Willa Cather’s short story “Paul’s Case” tells the story of a young boy, Paul, drifting through life without a sole purpose. “A Worn Path” by Eudora Welty illustrates the journey of an older, African American woman, Phoenix Jackson, seeking to find help for her grandson. Although these short stories depict the life journey that each character takes and the struggles each encounter, their stories are much different. Their personalities, determination, and ability to persevere vary immensely between the two stories. Paul and Phoenix Jackson differed greatly in all aspects of life.

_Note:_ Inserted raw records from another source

use std::sync::Arc;

use rand::Rng;
use rayon::iter::{IntoParallelIterator, ParallelIterator};

use crate::cache::{BoundedCache, DEFAULT_LIMIT};
use crate::caster::{Ray, RayCaster};
use crate::error::CasterError;
use crate::grid::Occupancy;
use crate::player::Pose;
use crate::render::{Column, Scene, Surface, draw_column};

/// Smallest view-plane depth fed into the projection. Keeps the origin step
/// (distance 0) and rays grazing the view plane finite.
pub const NEAR: f64 = 1e-3;

pub const DEFAULT_RESOLUTION: usize = 320;
pub const DEFAULT_FOCAL_LENGTH: f64 = 0.8;
pub const DEFAULT_RANGE: f64 = 14.0;

/// Focal length that spreads the columns over `fov_degrees` horizontally.
pub fn focal_length_for_fov(fov_degrees: f64) -> f64 {
    // column offsets span [-0.5, 0.5] on the view plane
    0.5 / (0.5 * fov_degrees.to_radians()).tan()
}

/// Vertical screen extents of one slice.
#[derive(Debug, Clone, Copy, PartialEq)]
pub struct Projection {
    pub top: f64,
    pub bottom: f64,
    pub height: f64,
}

#[derive(Debug, Clone, Copy, PartialEq)]
pub struct Projector {
    viewport_height: f64,
}

impl Projector {
    pub fn new(viewport_height: f64) -> Self {
        Self { viewport_height }
    }

    #[inline]
    pub fn viewport_height(&self) -> f64 {
        self.viewport_height
    }

    #[inline]
    pub fn screen_center_y(&self) -> f64 {
        0.5 * self.viewport_height
    }

    /// Projects a slice `wall_height` cells tall seen `distance` away along a
    /// ray `angle_h` off the view direction, with vertical look `angle_v`.
    #[inline]
    pub fn project(&self, wall_height: f64, angle_h: f64, angle_v: f64, distance: f64) -> Projection {
        // depth along the view direction, not along the ray: no fisheye
        let z = (distance * angle_h.cos()).max(NEAR);
        let height = self.viewport_height * wall_height / z;
        let bottom = self.screen_center_y() * ((1.0 - angle_v) + 1.0 / z);
        Projection {
            top: bottom - height,
            bottom,
            height,
        }
    }
}

#[derive(Debug, Clone, PartialEq)]
pub struct CameraConfig {
    /// Rays per frame, one per screen column.
    pub resolution: usize,
    pub focal_length: f64,
    /// Maximum ray length in cells.
    pub range: f64,
    /// Keep whole frames of rays keyed by pose.
    pub frame_memo: bool,
    /// Cast through `RayCaster::get` so the caster's own cache is consulted.
    pub ray_memo: bool,
    /// Cast columns on the rayon pool. Ignored while `ray_memo` is set.
    pub parallel: bool,
    pub cache_limit: usize,
}

impl Default for CameraConfig {
    fn default() -> Self {
        Self {
            resolution: DEFAULT_RESOLUTION,
            focal_length: DEFAULT_FOCAL_LENGTH,
            range: DEFAULT_RANGE,
            frame_memo: true,
            ray_memo: false,
            parallel: true,
            cache_limit: DEFAULT_LIMIT,
        }
    }
}

/// Exact-bits identity of a pose. Any movement or turn changes it.
#[derive(Debug, Clone, Copy, PartialEq, Eq, Hash)]
pub struct MovementKey([u64; 3]);

impl From<Pose> for MovementKey {
    fn from(pose: Pose) -> Self {
        Self([pose.x.to_bits(), pose.y.to_bits(), pose.direction.to_bits()])
    }
}

pub struct Camera {
    width: usize,
    height: usize,
    spacing: f64,
    config: CameraConfig,
    projector: Projector,
    key: Option<MovementKey>,
    frames: BoundedCache<MovementKey, Arc<Vec<Ray>>>,
    rays: Arc<Vec<Ray>>,
}

impl Camera {
    pub fn new(width: usize, height: usize, config: CameraConfig) -> Self {
        let resolution = config.resolution.max(1);
        Self {
            width,
            height,
            spacing: width as f64 / resolution as f64,
            projector: Projector::new(height as f64),
            key: None,
            frames: BoundedCache::new(config.cache_limit),
            rays: Arc::new(Vec::new()),
            config: CameraConfig {
                resolution,
                ..config
            },
        }
    }

    pub fn resize(&mut self, width: usize, height: usize) {
        self.width = width;
        self.height = height;
        self.spacing = width as f64 / self.config.resolution as f64;
        self.projector = Projector::new(height as f64);
    }

    #[inline]
    pub fn width(&self) -> usize {
        self.width
    }

    #[inline]
    pub fn height(&self) -> usize {
        self.height
    }

    /// Screen pixels per column.
    #[inline]
    pub fn spacing(&self) -> f64 {
        self.spacing
    }

    pub fn config(&self) -> &CameraConfig {
        &self.config
    }

    pub fn projector(&self) -> &Projector {
        &self.projector
    }

    /// Rays of the current frame, left to right.
    pub fn rays(&self) -> &[Ray] {
        &self.rays
    }

    pub fn cached_frames(&self) -> usize {
        self.frames.len()
    }

    pub fn project(&self, wall_height: f64, angle_h: f64, angle_v: f64, distance: f64) -> Projection {
        self.projector.project(wall_height, angle_h, angle_v, distance)
    }

    /// Angle of `column` relative to the view direction.
    #[inline]
    pub fn column_angle(&self, column: usize) -> f64 {
        let x = column as f64 / self.config.resolution as f64 - 0.5;
        x.atan2(self.config.focal_length)
    }

    /// Brings the ray batch up to date with `pose`.
    ///
    /// Returns `false` when the pose is unchanged since the last call and the
    /// current batch was kept as is.
    pub fn update<M: Occupancy + Sync>(
        &mut self,
        pose: Pose,
        caster: &mut RayCaster<M>,
    ) -> Result<bool, CasterError> {
        let key = MovementKey::from(pose);
        if self.key == Some(key) {
            return Ok(false);
        }

        if self.config.frame_memo {
            if let Some(batch) = self.frames.get(&key) {
                self.rays = Arc::clone(batch);
                self.key = Some(key);
                return Ok(true);
            }
        }

        let batch = Arc::new(self.cast_batch(pose, caster)?);
        if self.config.frame_memo {
            self.frames.add(key, Arc::clone(&batch))?;
        }
        self.rays = batch;
        self.key = Some(key);
        Ok(true)
    }

    fn cast_batch<M: Occupancy + Sync>(
        &self,
        pose: Pose,
        caster: &mut RayCaster<M>,
    ) -> Result<Vec<Ray>, CasterError> {
        let origin = pose.point();
        let range = self.config.range;
        let columns = 0..self.config.resolution;

        if self.config.ray_memo {
            return columns
                .map(|column| -> Result<Ray, CasterError> {
                    let angle = self.column_angle(column);
                    Ok(caster.get(origin, pose.direction + angle, range)?.with_angle(angle))
                })
                .collect();
        }

        let caster = &*caster;
        let cast = |column: usize| {
            let angle = self.column_angle(column);
            caster
                .cast(origin, pose.direction + angle, range)
                .map(|ray| ray.with_angle(angle))
        };
        if self.config.parallel {
            columns.into_par_iter().map(cast).collect()
        } else {
            columns.map(cast).collect()
        }
    }

    /// Draws every column of the current batch.
    pub fn render<S, M, R>(&self, surface: &mut S, scene: &Scene<'_, M>, rng: &mut R)
    where
        S: Surface + ?Sized,
        M: Occupancy + ?Sized,
        R: Rng + ?Sized,
    {
        for (index, ray) in self.rays.iter().enumerate() {
            let column = Column::at(index, self.spacing);
            draw_column(surface, column, ray, &self.projector, scene, rng);
        }
    }
}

Paul and Phoenix’s personalities contrast in various ways between the two short stories. Paul is very controversial with everyone around him. His father, teachers, and employers see him as a bad case and detest his nonchalant spirit. His teachers feel “his whole attitude was symbolized by his shrug and his flippantly red carnation flower” (Cather, 243). Many are bothered by his insensible vibe. In opposition to Paul, Phoenix has a way with people. She uses what she has to her advantage. Several of the people she met along the way merely see her as an old lady or as a “charity case” (Welty, 226). However, after each encounter, the individuals she meets realized she is much stronger than they believed. While Phoenix is looked at as a helpless older lady, Paul is viewed as a menace to society. No one believes that Paul can be anything more than a problem child. Paul spends his last breath full of regret, realizing “the vastness of what he had left undone” (Cather, 258). He realizes the life ahead of him that he will not get to experience because of his hasty decision. Unlike Paul, Phoenix has no regrets, she makes every decision she makes without looking back and deals with things as they come.
Determination, or the lack thereof, is an important factor in the lives of Paul and Phoenix Jackson. Paul has no set goals; he likes the exterior of the actor’s lives but is unwilling to understand that their lives involve much more than what is perceived onstage. He does not acknowledge that they put in work in order to be where they are or that they endure everyday struggles. He is fascinated by the elaborateness of things but is not willing to put forth any effort to make things happen for himself. He does not desire to be a musician or an actor, or anything; what he wants is “to see, to be in the atmosphere, float on the wave of it, to be carried out, blue league after league, away from everything” (Cather, 250). Phoenix Jackson, on the other hand, is willing to do whatever in order to get medicine for her grandson. She faces many obstacles but refuses to let anything get in her way. The only thing Paul is passionate about is New York. However, he is not passionate enough to find an honest mean to get there or to stay.
Paul varies from Phoenix greatly when it comes to perseverance. Phoenix is never thrown off her game when she is presented with obstacles; she is not easily shaken or made to be afraid. Even when the man points the gun straight at Phoenix, she is not disturbed stating, “I seen plenty go off closer by, in my day, for less than what I done” (Welty, 225). She has lived through so much that nothing bothers her at this point. In opposition to Phoenix, any time Paul feels he will face opposition, he goes out of his way to avoid it. Paul cannot even face up to his father after coming home late, nonetheless after his escape to New York. Paul does not have the determination to persevere. As soon as Paul finds himself in a predicament he goes to the extreme and takes his own life. Phoenix even perseveres chronologically. She lives to see old age, outliving nearly everyone around her; Paul will not even make it to his college years.
“Paul’s Case” and “A Worn Path” highlight the lives of two distinctly different characters, Paul and Phoenix Jackson. Their personalities vary as well as their determination and ability to persevere. Because of these factors, Phoenix lives a long, adventurous life while Paul leaves this world without any accomplishments. Analyzing their characters bring back very different results.